**What the task asks**. The answer is to be an exact copy of the lines below running from the line with "to the caller." down to the line with "pub const TYPE_NAME: &'static", both ends included, and nothing more.

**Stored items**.

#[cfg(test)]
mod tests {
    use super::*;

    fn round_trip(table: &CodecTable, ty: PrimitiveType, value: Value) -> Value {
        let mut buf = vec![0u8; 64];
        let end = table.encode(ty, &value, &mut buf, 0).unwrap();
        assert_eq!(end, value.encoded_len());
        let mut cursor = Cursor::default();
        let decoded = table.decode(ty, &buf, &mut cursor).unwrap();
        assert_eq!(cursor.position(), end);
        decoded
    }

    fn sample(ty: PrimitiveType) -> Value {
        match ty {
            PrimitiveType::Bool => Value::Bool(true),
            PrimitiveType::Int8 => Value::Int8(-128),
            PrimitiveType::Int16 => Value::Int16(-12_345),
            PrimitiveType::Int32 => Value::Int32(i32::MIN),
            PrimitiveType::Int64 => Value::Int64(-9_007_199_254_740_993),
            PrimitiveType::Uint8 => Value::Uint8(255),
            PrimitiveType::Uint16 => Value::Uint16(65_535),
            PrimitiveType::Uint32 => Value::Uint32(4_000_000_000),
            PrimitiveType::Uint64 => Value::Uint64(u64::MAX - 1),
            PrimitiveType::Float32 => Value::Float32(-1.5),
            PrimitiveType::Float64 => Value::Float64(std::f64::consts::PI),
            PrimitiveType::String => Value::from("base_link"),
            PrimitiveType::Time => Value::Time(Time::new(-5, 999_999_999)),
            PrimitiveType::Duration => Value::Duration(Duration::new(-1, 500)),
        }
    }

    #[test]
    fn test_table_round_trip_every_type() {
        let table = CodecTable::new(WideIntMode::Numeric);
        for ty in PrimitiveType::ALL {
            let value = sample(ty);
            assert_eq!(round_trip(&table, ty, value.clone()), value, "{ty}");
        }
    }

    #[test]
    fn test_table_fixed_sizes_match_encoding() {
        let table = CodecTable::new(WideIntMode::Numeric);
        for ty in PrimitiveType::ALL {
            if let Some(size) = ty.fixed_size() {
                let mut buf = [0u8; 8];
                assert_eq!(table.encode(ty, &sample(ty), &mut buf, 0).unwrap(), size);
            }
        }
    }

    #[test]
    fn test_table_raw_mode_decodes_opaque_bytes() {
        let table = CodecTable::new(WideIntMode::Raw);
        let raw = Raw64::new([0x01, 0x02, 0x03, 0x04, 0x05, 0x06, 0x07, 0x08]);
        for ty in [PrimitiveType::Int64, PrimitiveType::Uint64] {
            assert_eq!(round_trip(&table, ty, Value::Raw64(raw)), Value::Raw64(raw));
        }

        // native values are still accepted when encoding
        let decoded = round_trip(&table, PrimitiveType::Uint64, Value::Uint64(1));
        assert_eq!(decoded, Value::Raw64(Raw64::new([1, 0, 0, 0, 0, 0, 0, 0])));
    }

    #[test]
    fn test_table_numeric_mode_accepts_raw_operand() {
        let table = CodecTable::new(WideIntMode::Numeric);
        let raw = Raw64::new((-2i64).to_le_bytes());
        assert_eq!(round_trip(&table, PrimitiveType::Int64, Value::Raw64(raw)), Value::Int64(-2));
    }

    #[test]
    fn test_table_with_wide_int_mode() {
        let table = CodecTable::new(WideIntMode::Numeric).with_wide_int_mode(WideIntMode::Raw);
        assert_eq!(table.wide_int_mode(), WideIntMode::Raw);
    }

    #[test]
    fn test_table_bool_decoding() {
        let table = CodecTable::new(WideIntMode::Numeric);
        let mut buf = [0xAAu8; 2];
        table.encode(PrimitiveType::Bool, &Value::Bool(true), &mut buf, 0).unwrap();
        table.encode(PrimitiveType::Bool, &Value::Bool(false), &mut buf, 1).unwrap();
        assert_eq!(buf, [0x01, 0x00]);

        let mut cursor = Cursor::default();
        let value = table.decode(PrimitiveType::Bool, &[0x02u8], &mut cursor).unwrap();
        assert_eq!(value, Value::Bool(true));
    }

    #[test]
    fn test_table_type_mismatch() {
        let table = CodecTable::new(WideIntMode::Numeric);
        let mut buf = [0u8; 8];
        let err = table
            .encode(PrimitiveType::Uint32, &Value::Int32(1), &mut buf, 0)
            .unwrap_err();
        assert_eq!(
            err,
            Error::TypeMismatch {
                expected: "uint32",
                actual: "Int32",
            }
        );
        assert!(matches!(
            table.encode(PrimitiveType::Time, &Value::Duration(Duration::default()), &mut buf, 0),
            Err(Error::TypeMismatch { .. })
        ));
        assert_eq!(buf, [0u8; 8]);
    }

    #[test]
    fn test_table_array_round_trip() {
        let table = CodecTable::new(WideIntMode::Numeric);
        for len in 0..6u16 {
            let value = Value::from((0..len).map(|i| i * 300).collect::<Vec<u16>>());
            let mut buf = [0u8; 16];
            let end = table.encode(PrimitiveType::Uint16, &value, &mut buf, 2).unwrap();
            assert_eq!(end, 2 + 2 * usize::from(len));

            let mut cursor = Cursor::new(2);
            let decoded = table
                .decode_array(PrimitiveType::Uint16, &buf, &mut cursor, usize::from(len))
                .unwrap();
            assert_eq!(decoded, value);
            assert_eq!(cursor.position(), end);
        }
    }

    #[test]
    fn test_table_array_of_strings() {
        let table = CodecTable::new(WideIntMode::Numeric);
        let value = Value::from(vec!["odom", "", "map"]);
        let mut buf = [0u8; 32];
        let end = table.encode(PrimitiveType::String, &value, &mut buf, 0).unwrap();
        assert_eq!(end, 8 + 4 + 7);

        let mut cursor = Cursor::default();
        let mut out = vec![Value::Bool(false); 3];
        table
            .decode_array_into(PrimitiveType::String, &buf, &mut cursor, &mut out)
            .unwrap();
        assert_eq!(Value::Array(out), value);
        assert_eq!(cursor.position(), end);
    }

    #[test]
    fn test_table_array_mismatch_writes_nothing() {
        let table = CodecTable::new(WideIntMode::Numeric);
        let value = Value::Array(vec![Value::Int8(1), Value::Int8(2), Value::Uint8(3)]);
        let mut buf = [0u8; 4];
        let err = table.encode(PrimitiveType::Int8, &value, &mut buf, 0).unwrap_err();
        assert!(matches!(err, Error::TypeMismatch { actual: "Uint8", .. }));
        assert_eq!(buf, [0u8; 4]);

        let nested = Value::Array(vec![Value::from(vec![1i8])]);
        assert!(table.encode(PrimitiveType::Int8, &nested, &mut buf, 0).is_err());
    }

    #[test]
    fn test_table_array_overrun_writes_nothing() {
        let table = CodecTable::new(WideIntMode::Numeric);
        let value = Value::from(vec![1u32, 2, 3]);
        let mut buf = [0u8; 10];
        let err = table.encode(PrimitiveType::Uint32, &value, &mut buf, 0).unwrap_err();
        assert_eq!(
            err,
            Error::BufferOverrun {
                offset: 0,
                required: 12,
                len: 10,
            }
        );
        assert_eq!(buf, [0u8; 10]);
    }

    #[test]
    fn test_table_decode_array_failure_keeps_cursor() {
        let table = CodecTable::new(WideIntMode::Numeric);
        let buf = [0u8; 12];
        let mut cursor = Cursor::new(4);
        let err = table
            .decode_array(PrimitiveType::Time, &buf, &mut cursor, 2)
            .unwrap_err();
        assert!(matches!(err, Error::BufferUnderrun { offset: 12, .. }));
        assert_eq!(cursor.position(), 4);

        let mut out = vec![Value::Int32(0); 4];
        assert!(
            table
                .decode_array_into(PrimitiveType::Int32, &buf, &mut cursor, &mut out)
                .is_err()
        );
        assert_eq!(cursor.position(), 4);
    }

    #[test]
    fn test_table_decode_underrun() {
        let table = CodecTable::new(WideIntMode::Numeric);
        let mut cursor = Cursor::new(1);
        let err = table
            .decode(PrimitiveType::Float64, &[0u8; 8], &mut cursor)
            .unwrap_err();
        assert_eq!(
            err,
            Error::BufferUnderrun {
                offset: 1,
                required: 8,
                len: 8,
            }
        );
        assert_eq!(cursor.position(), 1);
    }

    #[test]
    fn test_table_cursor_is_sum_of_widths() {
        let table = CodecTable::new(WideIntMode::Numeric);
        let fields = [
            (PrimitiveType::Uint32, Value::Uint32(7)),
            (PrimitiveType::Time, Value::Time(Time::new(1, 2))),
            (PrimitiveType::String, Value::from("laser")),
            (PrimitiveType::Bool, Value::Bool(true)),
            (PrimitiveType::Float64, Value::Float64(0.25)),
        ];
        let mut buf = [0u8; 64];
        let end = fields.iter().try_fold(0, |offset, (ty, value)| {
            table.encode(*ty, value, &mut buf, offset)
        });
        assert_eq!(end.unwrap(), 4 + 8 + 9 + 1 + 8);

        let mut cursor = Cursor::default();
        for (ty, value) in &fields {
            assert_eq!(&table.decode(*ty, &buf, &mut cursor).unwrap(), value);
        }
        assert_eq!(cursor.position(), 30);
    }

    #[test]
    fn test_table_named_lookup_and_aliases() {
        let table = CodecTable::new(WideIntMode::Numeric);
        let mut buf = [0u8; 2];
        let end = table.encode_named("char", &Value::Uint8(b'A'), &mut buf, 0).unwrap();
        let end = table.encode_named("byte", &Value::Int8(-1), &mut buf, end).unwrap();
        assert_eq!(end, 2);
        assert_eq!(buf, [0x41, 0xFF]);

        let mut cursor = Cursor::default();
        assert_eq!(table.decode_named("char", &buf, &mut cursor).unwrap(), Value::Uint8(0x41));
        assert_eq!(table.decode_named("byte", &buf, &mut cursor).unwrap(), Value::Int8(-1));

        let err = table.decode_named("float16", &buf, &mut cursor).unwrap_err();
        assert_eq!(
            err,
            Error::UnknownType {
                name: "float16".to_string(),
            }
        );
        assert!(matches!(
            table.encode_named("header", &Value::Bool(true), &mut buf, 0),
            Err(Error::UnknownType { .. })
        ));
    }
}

--

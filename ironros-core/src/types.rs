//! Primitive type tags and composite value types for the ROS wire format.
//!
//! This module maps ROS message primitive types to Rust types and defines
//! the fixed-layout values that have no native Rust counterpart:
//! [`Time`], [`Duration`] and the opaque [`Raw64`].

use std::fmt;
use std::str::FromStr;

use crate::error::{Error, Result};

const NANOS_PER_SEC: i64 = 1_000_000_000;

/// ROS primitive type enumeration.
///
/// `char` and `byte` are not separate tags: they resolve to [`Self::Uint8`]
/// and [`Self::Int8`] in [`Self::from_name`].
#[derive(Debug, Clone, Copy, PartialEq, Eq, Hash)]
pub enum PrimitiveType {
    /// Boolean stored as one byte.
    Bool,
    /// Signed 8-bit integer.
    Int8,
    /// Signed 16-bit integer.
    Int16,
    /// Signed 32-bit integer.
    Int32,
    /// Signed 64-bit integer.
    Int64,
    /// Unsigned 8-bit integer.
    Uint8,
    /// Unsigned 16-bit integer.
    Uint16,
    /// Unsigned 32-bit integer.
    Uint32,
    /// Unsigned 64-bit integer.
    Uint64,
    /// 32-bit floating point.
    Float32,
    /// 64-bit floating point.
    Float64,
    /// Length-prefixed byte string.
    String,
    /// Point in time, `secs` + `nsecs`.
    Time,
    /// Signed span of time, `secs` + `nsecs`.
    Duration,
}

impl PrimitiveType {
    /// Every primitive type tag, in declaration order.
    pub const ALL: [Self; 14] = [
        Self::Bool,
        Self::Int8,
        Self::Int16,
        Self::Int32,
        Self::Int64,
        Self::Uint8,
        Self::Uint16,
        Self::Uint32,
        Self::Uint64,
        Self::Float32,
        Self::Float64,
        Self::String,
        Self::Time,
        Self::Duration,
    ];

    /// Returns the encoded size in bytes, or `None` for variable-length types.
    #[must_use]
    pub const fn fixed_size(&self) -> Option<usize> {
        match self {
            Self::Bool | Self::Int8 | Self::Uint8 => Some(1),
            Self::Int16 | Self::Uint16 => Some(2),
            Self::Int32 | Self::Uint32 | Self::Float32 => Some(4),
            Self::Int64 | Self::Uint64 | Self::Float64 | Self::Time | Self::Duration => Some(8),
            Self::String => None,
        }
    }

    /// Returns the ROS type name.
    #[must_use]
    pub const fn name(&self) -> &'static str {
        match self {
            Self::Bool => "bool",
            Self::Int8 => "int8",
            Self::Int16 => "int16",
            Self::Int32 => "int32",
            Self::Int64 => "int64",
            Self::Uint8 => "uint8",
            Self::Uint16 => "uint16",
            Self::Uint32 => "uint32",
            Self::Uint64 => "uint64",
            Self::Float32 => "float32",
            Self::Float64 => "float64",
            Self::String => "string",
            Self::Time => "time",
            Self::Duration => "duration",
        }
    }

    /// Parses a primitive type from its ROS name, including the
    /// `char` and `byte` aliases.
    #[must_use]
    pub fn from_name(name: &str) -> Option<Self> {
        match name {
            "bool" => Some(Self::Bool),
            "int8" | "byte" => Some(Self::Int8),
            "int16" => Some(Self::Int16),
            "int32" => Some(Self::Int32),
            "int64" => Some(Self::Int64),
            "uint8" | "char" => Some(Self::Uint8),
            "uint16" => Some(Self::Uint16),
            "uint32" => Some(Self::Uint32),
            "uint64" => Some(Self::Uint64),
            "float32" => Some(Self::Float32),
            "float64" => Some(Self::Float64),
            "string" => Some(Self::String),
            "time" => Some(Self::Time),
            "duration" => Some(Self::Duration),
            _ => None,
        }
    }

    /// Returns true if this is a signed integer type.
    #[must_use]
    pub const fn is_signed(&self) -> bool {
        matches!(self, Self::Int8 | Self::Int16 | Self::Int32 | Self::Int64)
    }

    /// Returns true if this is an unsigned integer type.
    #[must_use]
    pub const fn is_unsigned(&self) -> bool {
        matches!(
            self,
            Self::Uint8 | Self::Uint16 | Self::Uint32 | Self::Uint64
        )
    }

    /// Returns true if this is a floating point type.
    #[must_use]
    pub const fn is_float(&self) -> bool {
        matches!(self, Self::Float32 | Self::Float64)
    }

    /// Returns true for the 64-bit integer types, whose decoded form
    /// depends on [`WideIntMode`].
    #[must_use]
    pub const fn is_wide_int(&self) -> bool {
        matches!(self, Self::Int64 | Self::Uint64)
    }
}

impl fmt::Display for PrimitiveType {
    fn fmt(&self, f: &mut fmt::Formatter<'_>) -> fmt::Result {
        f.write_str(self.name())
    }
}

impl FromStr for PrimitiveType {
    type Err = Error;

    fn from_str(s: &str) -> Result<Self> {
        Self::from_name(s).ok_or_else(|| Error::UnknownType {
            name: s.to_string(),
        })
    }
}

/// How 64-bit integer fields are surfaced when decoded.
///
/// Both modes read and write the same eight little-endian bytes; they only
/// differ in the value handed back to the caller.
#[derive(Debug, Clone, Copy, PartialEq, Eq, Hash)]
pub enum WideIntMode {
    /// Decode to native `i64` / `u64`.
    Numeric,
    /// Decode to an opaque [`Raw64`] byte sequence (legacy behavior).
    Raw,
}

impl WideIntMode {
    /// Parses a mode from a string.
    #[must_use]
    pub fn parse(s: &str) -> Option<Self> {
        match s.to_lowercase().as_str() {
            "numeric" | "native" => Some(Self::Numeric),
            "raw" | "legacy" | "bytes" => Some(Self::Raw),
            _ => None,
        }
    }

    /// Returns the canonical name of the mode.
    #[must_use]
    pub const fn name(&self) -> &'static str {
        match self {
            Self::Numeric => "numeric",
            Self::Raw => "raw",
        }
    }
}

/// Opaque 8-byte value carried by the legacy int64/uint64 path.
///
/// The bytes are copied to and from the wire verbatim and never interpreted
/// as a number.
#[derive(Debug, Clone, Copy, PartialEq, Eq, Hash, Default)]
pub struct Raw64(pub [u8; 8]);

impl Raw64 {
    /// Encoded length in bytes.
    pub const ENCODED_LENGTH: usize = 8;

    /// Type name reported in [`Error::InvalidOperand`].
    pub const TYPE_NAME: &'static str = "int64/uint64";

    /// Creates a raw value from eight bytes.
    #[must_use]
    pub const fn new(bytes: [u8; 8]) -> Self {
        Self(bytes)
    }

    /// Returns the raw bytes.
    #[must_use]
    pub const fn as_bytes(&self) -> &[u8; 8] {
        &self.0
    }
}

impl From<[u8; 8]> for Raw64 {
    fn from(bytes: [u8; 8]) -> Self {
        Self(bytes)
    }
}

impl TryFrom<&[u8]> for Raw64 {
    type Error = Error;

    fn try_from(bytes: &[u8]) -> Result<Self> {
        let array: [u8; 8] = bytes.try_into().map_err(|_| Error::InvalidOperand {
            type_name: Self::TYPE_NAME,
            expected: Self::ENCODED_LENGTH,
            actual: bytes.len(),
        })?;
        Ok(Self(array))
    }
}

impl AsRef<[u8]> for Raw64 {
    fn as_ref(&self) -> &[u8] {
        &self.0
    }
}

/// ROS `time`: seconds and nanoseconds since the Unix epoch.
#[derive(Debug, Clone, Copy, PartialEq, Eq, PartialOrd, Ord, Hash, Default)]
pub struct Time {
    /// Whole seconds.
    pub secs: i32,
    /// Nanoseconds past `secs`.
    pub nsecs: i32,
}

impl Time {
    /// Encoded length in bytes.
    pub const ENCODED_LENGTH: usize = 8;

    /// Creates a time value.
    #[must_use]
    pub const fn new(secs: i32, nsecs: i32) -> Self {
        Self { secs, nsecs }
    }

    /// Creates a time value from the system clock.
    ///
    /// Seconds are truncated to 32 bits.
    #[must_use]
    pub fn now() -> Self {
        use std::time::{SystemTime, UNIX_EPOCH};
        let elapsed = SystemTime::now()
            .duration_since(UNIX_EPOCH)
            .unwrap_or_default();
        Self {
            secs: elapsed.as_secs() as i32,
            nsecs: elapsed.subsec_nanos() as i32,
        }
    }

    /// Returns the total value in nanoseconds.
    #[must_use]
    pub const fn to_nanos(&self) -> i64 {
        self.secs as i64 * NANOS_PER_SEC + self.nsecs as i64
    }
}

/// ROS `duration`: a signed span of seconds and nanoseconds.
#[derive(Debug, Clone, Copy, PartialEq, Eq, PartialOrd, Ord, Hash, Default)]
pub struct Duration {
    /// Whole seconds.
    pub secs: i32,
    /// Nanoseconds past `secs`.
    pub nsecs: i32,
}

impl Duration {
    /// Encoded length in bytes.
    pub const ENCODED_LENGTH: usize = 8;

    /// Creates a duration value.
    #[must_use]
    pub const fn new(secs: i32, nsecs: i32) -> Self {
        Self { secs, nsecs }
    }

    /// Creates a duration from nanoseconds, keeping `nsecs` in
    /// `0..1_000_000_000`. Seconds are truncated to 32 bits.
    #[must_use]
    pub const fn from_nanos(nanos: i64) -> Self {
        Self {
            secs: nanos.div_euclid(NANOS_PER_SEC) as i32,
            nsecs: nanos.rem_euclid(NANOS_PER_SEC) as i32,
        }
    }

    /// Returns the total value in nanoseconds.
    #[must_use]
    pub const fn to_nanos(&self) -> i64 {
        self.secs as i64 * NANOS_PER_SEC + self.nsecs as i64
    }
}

**Response box**.
/// differ in the value handed back to the caller.
#[derive(Debug, Clone, Copy, PartialEq, Eq, Hash)]
pub enum WideIntMode {
    /// Decode to native `i64` / `u64`.
    Numeric,
    /// Decode to an opaque [`Raw64`] byte sequence (legacy behavior).
    Raw,
}

impl WideIntMode {
    /// Parses a mode from a string.
    #[must_use]
    pub fn parse(s: &str) -> Option<Self> {
        match s.to_lowercase().as_str() {
            "numeric" | "native" => Some(Self::Numeric),
            "raw" | "legacy" | "bytes" => Some(Self::Raw),
            _ => None,
        }
    }

    /// Returns the canonical name of the mode.
    #[must_use]
    pub const fn name(&self) -> &'static str {
        match self {
            Self::Numeric => "numeric",
            Self::Raw => "raw",
        }
    }
}

/// Opaque 8-byte value carried by the legacy int64/uint64 path.
///
/// The bytes are copied to and from the wire verbatim and never interpreted
/// as a number.
#[derive(Debug, Clone, Copy, PartialEq, Eq, Hash, Default)]
pub struct Raw64(pub [u8; 8]);

impl Raw64 {
    /// Encoded length in bytes.
    pub const ENCODED_LENGTH: usize = 8;

    /// Type name reported in [`Error::InvalidOperand`].
    pub const TYPE_NAME: &'static str = "int64/uint64";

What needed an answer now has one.